这种人要么是绝顶的神医,要么是顶尖的杀手。
“既然你有这本事,为何还要被我抓进来?”王震问道。
“因为我是良民,我相信大人的判断力,而且”苏青抬起头,直视王震,“我也想知道,到底是什么东西,能让六扇门和江湖杀手同时盯上我这个小小的棺材铺。”
王震挥了挥手,示意身后的锦衣卫退下。
牢房里只剩下两人。
“一只玉蝉。”
王震也不藏著掖著,直接说道,“前朝遗物,只有拇指大小。李七从京城盗走此物,一路逃亡至此。东西虽然不大,但干係甚大。”
苏青皱眉:“我確实搜过李七的身,除了一百二十两银票和金疮药,並无玉蝉。”
“我知道。”
王震的回答出乎苏青意料,“昨晚我把你铺子翻了个底朝天,连咸菜缸都砸了,確实没有。
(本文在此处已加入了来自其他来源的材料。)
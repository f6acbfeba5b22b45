use serde::{Deserialize, Serialize};
use std::fmt;

/// Sync state of a single path with respect to local and remote changes.
///
/// The declaration order is the display order: listings group files by status
/// and sort the groups with `Ord`.
#[derive(Debug, Clone, Copy, PartialEq, Eq, PartialOrd, Ord, Hash, Serialize, Deserialize)]
pub enum FileStatus {
    /// Content is present locally and known to exist on at least one other location
    Synced,
    /// Annexed file whose content has not been fetched locally
    NoContent,
    /// Uncommitted local modification
    Modified,
    /// Committed locally, not yet transferred to a remote
    LocalChanges,
    /// Changed remotely, not yet pulled
    RemoteChanges,
    /// Annexed file currently unlocked for editing
    Unlocked,
    /// Lock state toggled since the last recorded change
    TypeChange,
    /// Tracked path deleted locally
    Removed,
    /// Not tracked by either tool
    Untracked,
}

impl FileStatus {
    pub const ALL: [FileStatus; 9] = [
        FileStatus::Synced,
        FileStatus::NoContent,
        FileStatus::Modified,
        FileStatus::LocalChanges,
        FileStatus::RemoteChanges,
        FileStatus::Unlocked,
        FileStatus::TypeChange,
        FileStatus::Removed,
        FileStatus::Untracked,
    ];

    /// Long description used as a group header in listings.
    pub fn description(self) -> &'static str {
        match self {
            FileStatus::Synced => "Synced",
            FileStatus::NoContent => "No local content",
            FileStatus::Modified => "Locally modified (unsaved)",
            FileStatus::LocalChanges => "Locally modified (not uploaded)",
            FileStatus::RemoteChanges => "Remotely modified (not downloaded)",
            FileStatus::Unlocked => "Unlocked for editing",
            FileStatus::TypeChange => "Lock status changed",
            FileStatus::Removed => "Removed",
            FileStatus::Untracked => "Untracked",
        }
    }

    /// Two-letter abbreviation used by the short and JSON listings.
    pub fn abbrev(self) -> &'static str {
        match self {
            FileStatus::Synced => "OK",
            FileStatus::NoContent => "NC",
            FileStatus::Modified => "MD",
            FileStatus::LocalChanges => "LC",
            FileStatus::RemoteChanges => "RC",
            FileStatus::Unlocked => "UL",
            FileStatus::TypeChange => "TC",
            FileStatus::Removed => "RM",
            FileStatus::Untracked => "??",
        }
    }
}

impl fmt::Display for FileStatus {
    fn fmt(&self, f: &mut fmt::Formatter<'_>) -> fmt::Result {
        f.write_str(self.description())
    }
}
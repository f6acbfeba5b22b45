use crate::error::Result;
use crossbeam_channel::Receiver;
use std::path::{Path, PathBuf};

/// Which of the two external tools an invocation targets.
#[derive(Debug, Clone, Copy, PartialEq, Eq, Hash)]
pub enum Tool {
    /// The metadata tool (git)
    Git,
    /// The content-annex tool (git-annex)
    Annex,
}

/// Fully resolved external command: program, arguments, directory, environment.
#[derive(Debug, Clone, PartialEq, Eq)]
pub struct Invocation {
    pub tool: Tool,
    pub program: PathBuf,
    pub args: Vec<String>,
    pub dir: Option<PathBuf>,
    /// Variables added on top of the inherited environment
    pub env: Vec<(String, String)>,
}

impl Invocation {
    pub fn new(tool: Tool, program: impl Into<PathBuf>) -> Self {
        Self {
            tool,
            program: program.into(),
            args: Vec::new(),
            dir: None,
            env: Vec::new(),
        }
    }

    pub fn arg(mut self, arg: impl Into<String>) -> Self {
        self.args.push(arg.into());
        self
    }

    pub fn args<I, S>(mut self, args: I) -> Self
    where
        I: IntoIterator<Item = S>,
        S: Into<String>,
    {
        self.args.extend(args.into_iter().map(Into::into));
        self
    }

    pub fn current_dir(mut self, dir: impl AsRef<Path>) -> Self {
        self.dir = Some(dir.as_ref().to_path_buf());
        self
    }

    pub fn env(mut self, key: impl Into<String>, value: impl Into<String>) -> Self {
        self.env.push((key.into(), value.into()));
        self
    }

    /// Program and arguments joined by spaces, for logs and raw event input.
    pub fn command_line(&self) -> String {
        let mut line = self.program.display().to_string();
        for arg in &self.args {
            line.push(' ');
            line.push_str(arg);
        }
        line
    }
}

/// Exit status of a finished process. `code` is `None` when killed by a signal.
#[derive(Debug, Clone, Copy, PartialEq, Eq)]
pub struct ExitInfo {
    pub code: Option<i32>,
}

impl ExitInfo {
    pub fn success(&self) -> bool {
        self.code == Some(0)
    }
}

/// Whole-output capture of a short, non-streaming invocation.
#[derive(Debug, Clone, PartialEq, Eq)]
pub struct ProcessOutput {
    pub stdout: Vec<u8>,
    pub stderr: Vec<u8>,
    pub status: ExitInfo,
}

impl ProcessOutput {
    pub fn success(&self) -> bool {
        self.status.success()
    }

    pub fn stdout_text(&self) -> String {
        String::from_utf8_lossy(&self.stdout).into_owned()
    }

    pub fn stderr_text(&self) -> String {
        String::from_utf8_lossy(&self.stderr).into_owned()
    }
}

type Waiter = Box<dyn FnOnce() -> Result<ExitInfo> + Send>;

/// A running process whose two output channels are drained independently.
///
/// Each channel is fed by its own reader, so consuming stdout to the end before
/// looking at stderr cannot stall the child on a full pipe.
pub struct ProcessHandle {
    command_line: String,
    stdout: Receiver<String>,
    stderr: Receiver<String>,
    waiter: Waiter,
}

/// What is left of a process once its output has been consumed.
#[derive(Debug, Clone, PartialEq, Eq)]
pub struct Finished {
    pub status: ExitInfo,
    /// Stdout lines not consumed before `finish` was called
    pub stdout: Vec<String>,
    /// Stderr lines not consumed before `finish` was called
    pub stderr: Vec<String>,
}

impl Finished {
    pub fn stderr_text(&self) -> String {
        self.stderr.join("\n")
    }
}

impl ProcessHandle {
    pub fn new(
        command_line: String,
        stdout: Receiver<String>,
        stderr: Receiver<String>,
        waiter: impl FnOnce() -> Result<ExitInfo> + Send + 'static,
    ) -> Self {
        Self {
            command_line,
            stdout,
            stderr,
            waiter: Box::new(waiter),
        }
    }

    pub fn command_line(&self) -> &str {
        &self.command_line
    }

    /// Stdout lines, without their terminators. Closes when the process closes stdout.
    pub fn stdout(&self) -> &Receiver<String> {
        &self.stdout
    }

    /// Stderr lines, split on both newline and carriage return.
    pub fn stderr(&self) -> &Receiver<String> {
        &self.stderr
    }

    /// Drains whatever output is left and waits for the exit status.
    pub fn finish(self) -> Result<Finished> {
        let stdout = self.stdout.iter().collect();
        let stderr = self.stderr.iter().collect();
        let status = (self.waiter)()?;
        Ok(Finished {
            status,
            stdout,
            stderr,
        })
    }
}

impl std::fmt::Debug for ProcessHandle {
    fn fmt(&self, f: &mut std::fmt::Formatter<'_>) -> std::fmt::Result {
        f.debug_struct("ProcessHandle")
            .field("command_line", &self.command_line)
            .finish_non_exhaustive()
    }
}

/// Port for starting external processes.
///
/// A non-zero exit is not an error at this level; callers inspect the captured
/// error text to decide. Failing to start the process at all is an error.
pub trait ProcessRunner: Send + Sync {
    /// Runs to completion and captures both channels.
    fn output(&self, invocation: &Invocation) -> Result<ProcessOutput>;

    /// Starts the process and hands back line streams for incremental reading.
    fn spawn(&self, invocation: &Invocation) -> Result<ProcessHandle>;
}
但李七死前只接触过你。东西若不在你身上,就一定还在李七身上。”
苏青心中一动。
在李七身上?
“大人查过尸体了吗?”
“查过脑袋,连头髮里都搜了,没有。”王震脸色阴沉。
“所以我才怀疑是被你藏起来,但刚才杀手既然来杀你灭口,说明东西確实不在你手里,或者说你也还没找到。”
苏青脑子转得飞快。
如果东西真的还在李七身上,而王震又没搜到,那就只有一种可能,藏在身体里面。
吞进肚子里,还是
苏青忽然想起什么,嘴角微微一动。
“大人,做个交易吧。”
苏青站起身,拍了拍长衫上的褶皱,“放我出去。三天之內,我帮你找到这只玉蝉。”
王震眯起眼睛:“凭什么信你?”
“因为只有死人不会撒谎,而我是这落凤镇最好的收尸人。”苏青伸出一根手指。
“另外,我还要一百两银子作为劳务费。毕竟为了这事儿,我铺子被砸,精神也受到极大的惊嚇,得补补。”
王震被气笑了。
这时候还敢谈钱?
“行。”王震从怀里掏出一块腰牌,扔给苏青。
“三天。三天后若是见不到东西,这牢房的草堆就是你的埋骨地。別想著跑,这方圆百里,都是我的眼线。”